Reisender in Sachen Musik
Für die New Yorker Aufnahmen hebt Jackson besonders den Schlagzeuger Brian Blade und den Gitarristen Bill Frisell und die Geigerin Regina Carter hervor. Allesamt Künstler aus dem Jazz-Bereich. Nach New Orleans ging er, um dort Songs mit den Mitgliedern der Jazz- und Blues-Fusionband Galactic aufzunehmen. In Amsterdam wollte er Songs mit dem Big Band-Schlagzeuger Stefan Kruger, einer Bläsersektion und einem Streicherensemble einspielen. Das aktuelle Album ist das Projekt eines leidenschaftlich Reisenden in Sachen Musik. Doch so sehr Jackson die Arbeit im Studio mag, die Konzertbühne ist sein Lieblingsplatz.
Biotop Konzertbühne
"Meine Musik live zu spielen ist das, was ich am meisten mag. Es ist für mich das Wichtigste. Nur bei einem Konzert spüre ich die Reaktionen des Publikums. Tausende von Leuten hören sich meine CDs an, aber ich kenne diese Menschen nicht, kann sie nicht sehen, kann ihren Applaus nicht hören."

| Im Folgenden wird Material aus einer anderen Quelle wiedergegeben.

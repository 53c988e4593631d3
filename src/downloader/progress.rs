//! Download events and yt-dlp progress output parsing

use once_cell::sync::Lazy;
use regex::Regex;
use serde::{Deserialize, Serialize};
use std::path::PathBuf;

/// Caller-assigned identifier of one download session
pub type Handle = u32;

/// Optional yt-dlp switches for one download
#[derive(Debug, Clone, Default, PartialEq, Eq, Serialize, Deserialize)]
#[serde(default)]
pub struct DownloadExtras {
    /// Write the uploaded subtitles
    pub subtitles: bool,
    /// Write automatically generated captions
    pub captions: bool,
    /// Embed written subtitles into the media file
    pub embed_subtitles: bool,
    /// Directory holding the ffmpeg binary
    pub ffmpeg_location: Option<PathBuf>,
}

impl DownloadExtras {
    /// Any subtitle track is written
    pub fn writes_subtitles(&self) -> bool {
        self.subtitles || self.captions
    }

    /// Embedding only applies when subtitles are written
    pub fn embeds_subtitles(&self) -> bool {
        self.embed_subtitles && self.writes_subtitles()
    }

    /// Fill in the ffmpeg directory unless one was requested explicitly
    pub fn or_ffmpeg_location(mut self, location: Option<PathBuf>) -> Self {
        if self.ffmpeg_location.is_none() {
            self.ffmpeg_location = location;
        }
        self
    }
}

/// What a provider needs to run one download
#[derive(Debug, Clone, PartialEq)]
pub struct DownloadRequest {
    pub handle: Handle,
    pub url: String,
    /// yt-dlp format selector, e.g. "137+140" or "bestvideo+bestaudio"
    pub format_id: String,
    /// yt-dlp output template, e.g. "%(title)s.%(ext)s"
    pub output_template: String,
    /// Directory relative templates resolve against
    pub working_dir: PathBuf,
    pub extras: DownloadExtras,
}

/// Progress and terminal events of one download
#[derive(Debug, Clone, PartialEq, Serialize)]
pub enum DownloadEvent {
    Progress { handle: Handle, percent: u8 },
    Finished { handle: Handle, file_path: Option<PathBuf> },
    Failed { handle: Handle, message: String },
    Cancelled { handle: Handle },
}

impl DownloadEvent {
    pub fn handle(&self) -> Handle {
        match self {
            Self::Progress { handle, .. }
            | Self::Finished { handle, .. }
            | Self::Failed { handle, .. }
            | Self::Cancelled { handle } => *handle,
        }
    }

    pub fn is_terminal(&self) -> bool {
        !matches!(self, Self::Progress { .. })
    }
}

// [download]  45.0% of 10.00MiB at  2.00MiB/s ETA 00:05
static PERCENT_RE: Lazy<Regex> = Lazy::new(|| Regex::new(r"(\d+\.\d+)%").unwrap());

static DESTINATION_RE: Lazy<Regex> =
    Lazy::new(|| Regex::new(r"^\[(?:download|ExtractAudio)\]\s+Destination:\s+(.+)$").unwrap());
static MERGER_RE: Lazy<Regex> =
    Lazy::new(|| Regex::new(r#"^\[Merger\]\s+Merging formats into\s+"(.+)"$"#).unwrap());
static ALREADY_RE: Lazy<Regex> =
    Lazy::new(|| Regex::new(r"^\[download\]\s+(.+?)\s+has already been downloaded").unwrap());

/// Clamp to [0, 100] and round to a whole percent
pub fn percent_from(value: f64) -> u8 {
    if value.is_nan() {
        return 0;
    }
    value.clamp(0.0, 100.0).round() as u8
}

/// First `digits.digits%` in a line of yt-dlp output
pub fn parse_percent(line: &str) -> Option<u8> {
    let caps = PERCENT_RE.captures(line)?;
    let value = caps.get(1)?.as_str().parse::<f64>().ok()?;
    Some(percent_from(value))
}

/// File path announced by a destination, merge or already-downloaded line.
///
/// Merge lines win over destination lines because they name the final file.
pub fn parse_output_path(line: &str) -> Option<OutputPath> {
    let line = line.trim_end();
    if let Some(caps) = MERGER_RE.captures(line) {
        return Some(OutputPath::Merged(PathBuf::from(&caps[1])));
    }
    if let Some(caps) = DESTINATION_RE.captures(line) {
        return Some(OutputPath::Destination(PathBuf::from(caps[1].trim())));
    }
    if let Some(caps) = ALREADY_RE.captures(line) {
        return Some(OutputPath::Destination(PathBuf::from(&caps[1])));
    }
    None
}

#[derive(Debug, Clone, PartialEq)]
pub enum OutputPath {
    Destination(PathBuf),
    Merged(PathBuf),
}

/// Tracks the best known output file across a download's lines
#[derive(Debug, Default)]
pub struct OutputTracker {
    path: Option<PathBuf>,
    merged: bool,
}

impl OutputTracker {
    pub fn observe(&mut self, line: &str) {
        match parse_output_path(line) {
            Some(OutputPath::Merged(p)) => {
                self.path = Some(p);
                self.merged = true;
            }
            Some(OutputPath::Destination(p)) if !self.merged => self.path = Some(p),
            _ => {}
        }
    }

    /// Final path, resolved against the download's working directory
    pub fn resolve(self, working_dir: &std::path::Path) -> Option<PathBuf> {
        self.path.map(|p| if p.is_relative() { working_dir.join(p) } else { p })
    }
}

Den Applaus und den Kontakt zum Publikum braucht Joe Jackson wie die Luft zum atmen. Beides kostet er auf seiner aktuellen Tournee erst einmal alleine aus. Im Kegel des Spotlights, an seinen Keyboards sitzend, eröffnet Jackson seine Konzerte mit einigen Solo-Nummern. Er fungiert dabei als seine eigene Vorband, wie er es gerne nennt, bringt das Publikum in Stimmung. Erst nach vier, fünf Songs, wird die rechte Bühnenseite beleuchtet, treten Bassist, Gitarrist und Schlagzeuger in Aktion.

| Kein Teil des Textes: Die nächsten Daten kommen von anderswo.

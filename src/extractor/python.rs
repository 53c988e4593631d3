//! yt-dlp library capability hosted by a Python interpreter
//!
//! Each call runs a short script against the `yt_dlp` module and exchanges
//! JSON over argv and stdout.

use crate::extractor::library::{
    DownloadOptions, ExtractOptions, LibraryDownloadOutcome, YtDlpLibrary,
};
use crate::utils::error::RavenError;
use anyhow::{Context, Result};
use serde::Deserialize;
use serde_json::Value;
use std::io::{BufRead, BufReader, Read};
use std::path::PathBuf;
use std::process::{Child, Command, Stdio};
use tracing::{debug, info, warn};

const VERSION_SCRIPT: &str = "import sys, yt_dlp.version; sys.stdout.write(yt_dlp.version.__version__)";

const EXTRACT_SCRIPT: &str = r#"
import json, sys
import yt_dlp
url, opts = sys.argv[1], json.loads(sys.argv[2])
try:
    with yt_dlp.YoutubeDL(opts) as ydl:
        info = ydl.sanitize_info(ydl.extract_info(url, download=False))
    sys.stdout.write(json.dumps(info))
except Exception as e:
    sys.stdout.write(json.dumps({"error": str(e)}))
    sys.exit(1)
"#;

const DOWNLOAD_SCRIPT: &str = r#"
import json, sys
import yt_dlp
url, opts = sys.argv[1], json.loads(sys.argv[2])

def emit(obj):
    sys.stdout.write(json.dumps(obj) + "\n")
    sys.stdout.flush()

def on_progress(d):
    if d.get("status") == "downloading":
        total = d.get("total_bytes") or d.get("total_bytes_estimate")
        if total:
            emit({"event": "progress", "percent": d.get("downloaded_bytes", 0) * 100.0 / total})
    elif d.get("status") == "finished" and d.get("filename"):
        emit({"event": "file", "path": d["filename"]})

def on_postprocess(d):
    path = (d.get("info_dict") or {}).get("filepath")
    if d.get("status") == "finished" and path:
        emit({"event": "file", "path": path})

opts.update(quiet=True, noprogress=True, progress_hooks=[on_progress],
            postprocessor_hooks=[on_postprocess])
try:
    with yt_dlp.YoutubeDL(opts) as ydl:
        code = ydl.download([url])
except Exception as e:
    emit({"event": "error", "message": str(e)})
    code = 1
sys.exit(code)
"#;

/// One line of download script output
#[derive(Debug, Deserialize)]
#[serde(tag = "event", rename_all = "lowercase")]
enum ScriptEvent {
    Progress { percent: f64 },
    File { path: PathBuf },
    Error { message: String },
}

/// yt-dlp reached through `python -c`
#[derive(Debug, Clone)]
pub struct PythonYtDlp {
    python_cmd: String,
    version: String,
}

impl PythonYtDlp {
    /// Verify that `yt_dlp` can be imported.
    ///
    /// Fails with `CapabilityUnavailable` when no interpreter is found or the
    /// module is missing.
    pub fn initialize(python_cmd: Option<&str>) -> Result<Self, RavenError> {
        let python_cmd = python_cmd
            .map(str::to_string)
            .unwrap_or_else(find_python);

        let output = Command::new(&python_cmd)
            .args(["-c", VERSION_SCRIPT])
            .stdin(Stdio::null())
            .output()
            .map_err(|e| RavenError::CapabilityUnavailable(format!("{}: {}", python_cmd, e)))?;

        if !output.status.success() {
            let stderr = String::from_utf8_lossy(&output.stderr);
            let reason = stderr.lines().last().unwrap_or("yt_dlp import failed");
            return Err(RavenError::CapabilityUnavailable(format!(
                "{}: {}",
                python_cmd,
                reason.trim()
            )));
        }

        let version = String::from_utf8_lossy(&output.stdout).trim().to_string();
        info!("yt_dlp {} available through {}", version, python_cmd);
        Ok(Self { python_cmd, version })
    }

    pub fn python_cmd(&self) -> &str {
        &self.python_cmd
    }
}

impl YtDlpLibrary for PythonYtDlp {
    fn name(&self) -> &str {
        "python"
    }

    fn version(&self) -> Result<String> {
        Ok(self.version.clone())
    }

    fn extract_info(&self, url: &str, options: &ExtractOptions) -> Result<Value> {
        let options = serde_json::to_string(options)?;
        debug!("python extract {} {}", url, options);

        let output = Command::new(&self.python_cmd)
            .args(["-c", EXTRACT_SCRIPT, url, &options])
            .stdin(Stdio::null())
            .output()
            .with_context(|| format!("Failed to run {}", self.python_cmd))?;

        let value: Value = serde_json::from_slice(&output.stdout).map_err(|e| {
            let stderr = String::from_utf8_lossy(&output.stderr);
            RavenError::ExtractionError(format!("unreadable yt_dlp output ({}): {}", e, stderr.trim()))
        })?;

        if let Some(message) = value.get("error").and_then(Value::as_str) {
            return Err(RavenError::ExtractionError(message.to_string()).into());
        }
        if !output.status.success() {
            return Err(RavenError::ExtractionError(format!(
                "python exited with {}",
                output.status
            ))
            .into());
        }
        Ok(value)
    }

    fn download(
        &self,
        url: &str,
        options: &DownloadOptions,
        progress: &mut dyn FnMut(f64),
    ) -> Result<LibraryDownloadOutcome> {
        let options = serde_json::to_string(options)?;
        debug!("python download {} {}", url, options);

        let mut child = Command::new(&self.python_cmd)
            .args(["-c", DOWNLOAD_SCRIPT, url, &options])
            .stdin(Stdio::null())
            .stdout(Stdio::piped())
            .stderr(Stdio::piped())
            .spawn()
            .with_context(|| format!("Failed to run {}", self.python_cmd))?;

        let stderr_thread = child.stderr.take().map(|mut stderr| {
            std::thread::spawn(move || {
                let mut text = String::new();
                let _ = stderr.read_to_string(&mut text);
                text
            })
        });

        let mut outcome = LibraryDownloadOutcome::default();
        drain_script_events(&mut child, &mut outcome, progress)?;

        let status = child.wait()?;
        let stderr = stderr_thread
            .and_then(|t| t.join().ok())
            .unwrap_or_default();

        outcome.return_code = status.code().unwrap_or(-1);
        if outcome.return_code != 0 && outcome.message.is_none() {
            let last = stderr.lines().rev().find(|l| !l.trim().is_empty());
            outcome.message = last.map(|l| l.trim().to_string());
        }
        Ok(outcome)
    }
}

/// Read download script events until stdout closes.
///
/// A failed read kills and reaps the child before the error is returned.
fn drain_script_events(
    child: &mut Child,
    outcome: &mut LibraryDownloadOutcome,
    progress: &mut dyn FnMut(f64),
) -> Result<()> {
    let Some(stdout) = child.stdout.take() else {
        return Ok(());
    };

    for line in BufReader::new(stdout).lines() {
        let line = match line {
            Ok(line) => line,
            Err(e) => {
                warn!("Lost python download output: {}", e);
                let _ = child.kill();
                let _ = child.wait();
                return Err(e.into());
            }
        };
        match serde_json::from_str::<ScriptEvent>(&line) {
            Ok(ScriptEvent::Progress { percent }) => progress(percent),
            Ok(ScriptEvent::File { path }) => outcome.file_path = Some(path),
            Ok(ScriptEvent::Error { message }) => outcome.message = Some(message),
            Err(_) => debug!("python: {}", line),
        }
    }
    Ok(())
}

/// Interpreter to use when none is configured
pub fn find_python() -> String {
    if let Ok(custom) = std::env::var("RAVENDL_PYTHON") {
        return custom;
    }

    let candidates = ["python3", "python", "/opt/homebrew/bin/python3", "/usr/local/bin/python3"];
    for cmd in candidates {
        if which::which(cmd).is_ok() {
            return cmd.to_string();
        }
    }

    warn!("No python interpreter found on PATH");
    "python3".to_string()
}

Mutation zum charmanten Showmaster
Jackson ist kein Freund von überaktivem Bühnengehabe. Er bleibt lieber den ganzen Abend hinter seinen Keyboards sitzen, gibt aber dennoch den perfekten Entertainer. Der sonst zurückhaltende Musiker mutiert zum charmanten Showmaster. Humorvoll und schlagfertig reagiert er auf Zwischenrufe, kündigt seine Songs mit kleinen Anekdoten an und verbreitet gute Laune. Besonderen Spaß macht es ihm, das Publikum mit den Songs anderer Bands zu überraschen.

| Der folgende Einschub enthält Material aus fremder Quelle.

//! ravendl - yt-dlp front-end
//!
//! Fetches the formats of a video or playlist, downloads a chosen format
//! with live progress, and keeps a history of both.

use anyhow::{bail, Result};
use clap::{Parser, Subcommand};
use ravendl::backend::{BackendActor, BackendCommand, BackendEvent};
use ravendl::downloader::DownloadExtras;
use ravendl::extractor::{ytdlp, ProjectedFormatModel, ProviderMode, PythonYtDlp, SubmitKind};
use ravendl::utils::{self, format_filesize, AppSettings};
use std::path::PathBuf;
use tokio::sync::mpsc;
use tracing_subscriber::EnvFilter;

#[derive(Parser)]
#[command(name = "ravendl", version, about = "Fetch formats and download with yt-dlp")]
struct Args {
    /// How to reach yt-dlp (overrides the settings file)
    #[arg(long, global = true, value_enum)]
    mode: Option<ProviderMode>,

    /// Settings file
    #[arg(long, global = true)]
    config: Option<PathBuf>,

    #[command(subcommand)]
    command: Command,
}

#[derive(Subcommand)]
enum Command {
    /// List the video and audio formats of a URL
    Formats {
        url: String,
        /// Treat the URL as a playlist
        #[arg(long)]
        playlist: bool,
        /// Print the projected models as JSON
        #[arg(long)]
        json: bool,
    },
    /// Download one format selector, e.g. "137+140"
    Download {
        url: String,
        #[arg(short, long)]
        format: String,
        /// yt-dlp output template
        #[arg(short, long)]
        output: Option<String>,
        #[arg(long, default_value_t = 1)]
        handle: u32,
        /// Write uploaded subtitles
        #[arg(long)]
        subs: bool,
        /// Write automatic captions
        #[arg(long)]
        auto_subs: bool,
        /// Embed written subtitles into the file
        #[arg(long)]
        embed_subs: bool,
        /// Directory holding ffmpeg
        #[arg(long)]
        ffmpeg_location: Option<PathBuf>,
    },
    /// Show or clear the history
    History {
        #[arg(long)]
        clear: bool,
    },
    /// Report which yt-dlp variants are usable
    Doctor,
}

#[tokio::main]
async fn main() -> Result<()> {
    let args = Args::parse();

    // Initialize logging
    let filter = EnvFilter::try_from_env("RAVENDL_LOG")
        .or_else(|_| EnvFilter::try_from_default_env())
        .unwrap_or_else(|_| EnvFilter::new("warn"));
    tracing_subscriber::fmt()
        .with_env_filter(filter)
        .with_writer(std::io::stderr)
        .init();

    let config_path = args.config.unwrap_or_else(utils::get_settings_path);
    let mut settings = AppSettings::load(&config_path)?;
    if let Some(mode) = args.mode {
        settings.mode = mode;
    }

    // Doctor works even when no provider can be built
    if let Command::Doctor = args.command {
        return doctor(&settings).await;
    }

    let (cmd_tx, cmd_rx) = mpsc::channel(32);
    let (event_tx, event_rx) = mpsc::channel(256);
    let actor = BackendActor::new(settings.clone(), cmd_rx, event_tx).await?;
    let backend = tokio::spawn(actor.run());

    let result = match args.command {
        Command::Formats { url, playlist, json } => {
            formats(&cmd_tx, event_rx, url, playlist, json).await
        }
        Command::Download {
            url,
            format,
            output,
            handle,
            subs,
            auto_subs,
            embed_subs,
            ffmpeg_location,
        } => {
            let extras = DownloadExtras {
                subtitles: subs,
                captions: auto_subs,
                embed_subtitles: embed_subs,
                ffmpeg_location,
            };
            download(&cmd_tx, event_rx, url, format, output, extras, handle).await
        }
        Command::History { clear } => history(&cmd_tx, event_rx, clear).await,
        Command::Doctor => doctor(&settings).await,
    };

    let _ = cmd_tx.send(BackendCommand::Shutdown).await;
    let _ = backend.await;
    result
}

async fn formats(
    commands: &mpsc::Sender<BackendCommand>,
    mut events: mpsc::Receiver<BackendEvent>,
    url: String,
    playlist: bool,
    json: bool,
) -> Result<()> {
    let kind = if playlist {
        SubmitKind::Playlist
    } else {
        SubmitKind::Video
    };
    commands.send(BackendCommand::Submit { url, kind }).await?;

    let mut models = Vec::new();
    let mut failed = false;
    loop {
        let event = tokio::select! {
            _ = tokio::signal::ctrl_c() => {
                eprintln!("\nStopping...");
                commands.send(BackendCommand::StopProcess).await?;
                continue;
            }
            event = events.recv() => event,
        };
        let Some(event) = event else {
            break;
        };

        match event {
            BackendEvent::FormatsUpdated(model) => {
                if !json {
                    print_model(&model);
                }
                models.push(model);
            }
            BackendEvent::Message(text) => {
                failed = true;
                eprintln!("{}", text);
            }
            BackendEvent::FetchFinished {
                playlist_title,
                entry_count,
            } => {
                if json {
                    println!("{}", serde_json::to_string_pretty(&models)?);
                } else if let Some(title) = playlist_title {
                    println!("Playlist: {} ({} entries)", title, entry_count);
                }
                break;
            }
            _ => {}
        }
    }

    if failed && models.is_empty() {
        bail!("no formats fetched");
    }
    Ok(())
}

fn print_model(model: &ProjectedFormatModel) {
    println!("{} [{}] {}", model.title, model.id, model.duration);
    if !model.uploader.is_empty() {
        println!("  by {} {}", model.uploader, model.upload_date);
    }

    let video = &model.video;
    if !video.is_empty() {
        println!("  video:");
    }
    for i in 0..video.len() {
        println!(
            "    {:>8}  {:<5} {:<12} {:<10} {:<14} {:>9.2} MB",
            video.format_ids()[i],
            video.extensions()[i],
            video.resolutions()[i],
            video.notes()[i],
            video.codecs()[i],
            video.sizes_mb()[i],
        );
    }

    let audio = &model.audio;
    if !audio.is_empty() {
        println!("  audio:");
    }
    for i in 0..audio.len() {
        println!(
            "    {:>8}  {:<5} {:<14} {:>7.1} kbps {:>9.2} MB",
            audio.format_ids()[i],
            audio.extensions()[i],
            audio.codecs()[i],
            audio.bitrates()[i],
            audio.sizes_mb()[i],
        );
    }

    // yt-dlp lists formats from worst to best
    let best = video
        .len()
        .checked_sub(1)
        .zip(audio.len().checked_sub(1))
        .and_then(|(v, a)| model.combined_selector(v, a));
    if let Some(selector) = best {
        println!("  best pair: -f {}", selector);
    }
}

async fn download(
    commands: &mpsc::Sender<BackendCommand>,
    mut events: mpsc::Receiver<BackendEvent>,
    url: String,
    format_id: String,
    output_template: Option<String>,
    extras: DownloadExtras,
    handle: u32,
) -> Result<()> {
    commands
        .send(BackendCommand::StartDownload {
            url,
            format_id,
            output_template,
            extras,
            handle,
        })
        .await?;

    let mut last_percent = None;
    loop {
        let event = tokio::select! {
            _ = tokio::signal::ctrl_c() => {
                eprintln!("\nStopping...");
                commands.send(BackendCommand::StopProcess).await?;
                continue;
            }
            event = events.recv() => event,
        };

        let Some(event) = event else {
            bail!("backend stopped unexpectedly");
        };

        match event {
            BackendEvent::DownloadProgress { percent, handle: h } if h == handle => {
                if last_percent != Some(percent) {
                    last_percent = Some(percent);
                    eprint!("\r{:>3}%", percent);
                }
            }
            BackendEvent::DownloadFinished { handle: h, file_path } if h == handle => {
                eprintln!();
                match file_path {
                    Some(path) => {
                        let size = std::fs::metadata(&path).map(|m| m.len()).unwrap_or(0);
                        println!("Saved {} ({})", path.display(), format_filesize(size));
                    }
                    None => println!("Download finished"),
                }
                return Ok(());
            }
            BackendEvent::DownloadFailed { handle: h, message } if h == handle => {
                eprintln!();
                bail!("download failed: {}", message);
            }
            BackendEvent::DownloadCancelled { handle: h } if h == handle => {
                eprintln!();
                bail!("download cancelled");
            }
            BackendEvent::Message(text) => {
                // Rejected before the download started
                bail!(text);
            }
            _ => {}
        }
    }
}

async fn history(
    commands: &mpsc::Sender<BackendCommand>,
    mut events: mpsc::Receiver<BackendEvent>,
    clear: bool,
) -> Result<()> {
    let command = if clear {
        BackendCommand::ClearHistory
    } else {
        BackendCommand::LoadHistory
    };
    commands.send(command).await?;

    while let Some(event) = events.recv().await {
        match event {
            BackendEvent::History(entries) => {
                if clear {
                    println!("History cleared");
                }
                for entry in entries {
                    println!(
                        "{}  {:<10}  {}  {}",
                        entry.timestamp.format("%Y-%m-%d %H:%M"),
                        format!("{:?}", entry.status),
                        entry.title,
                        entry.url
                    );
                }
                return Ok(());
            }
            BackendEvent::Message(text) => bail!(text),
            _ => {}
        }
    }
    Ok(())
}

async fn doctor(settings: &AppSettings) -> Result<()> {
    println!("mode: {}", settings.mode);

    match PythonYtDlp::initialize(settings.python_path.as_deref()) {
        Ok(lib) => println!("library: yt_dlp via {}", lib.python_cmd()),
        Err(e) => println!("library: unavailable ({})", e),
    }

    let binary = settings
        .ytdlp_path
        .clone()
        .filter(|p| p.exists())
        .or_else(ytdlp::find_ytdlp);
    match binary {
        Some(path) => {
            let provider = ytdlp::SubprocessProvider::with_command(&path, Vec::new());
            match provider.version().await {
                Ok(version) => println!("subprocess: {} ({})", path.display(), version),
                Err(e) => println!("subprocess: {} (not runnable: {})", path.display(), e),
            }
        }
        None => println!("subprocess: yt-dlp not found"),
    }

    match settings.ffmpeg_dir() {
        Some(dir) => println!("ffmpeg: {}", dir.display()),
        None => println!("ffmpeg: yt-dlp default lookup"),
    }
    println!("downloads: {}", settings.download_location.display());
    println!("history: {}", settings.history_file.display());
    Ok(())
}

"Am meisten Spaß macht es mir, wenn ich einen Song vollkommen neu und anders interpretieren kann. Bei der Auswahl dieser Stücke ist es unwichtig, ob ich sie persönlich toll finde oder nicht. Hauptsache, ich kann etwas Neues aus ihnen herausholen. Einige Songs stelle ich total auf den Kopf, aber manchal möchte ich das Publikum auch schocken und spiele die Stück wie im Original. Und genau das mache ich auch bei der laufenden Tournee."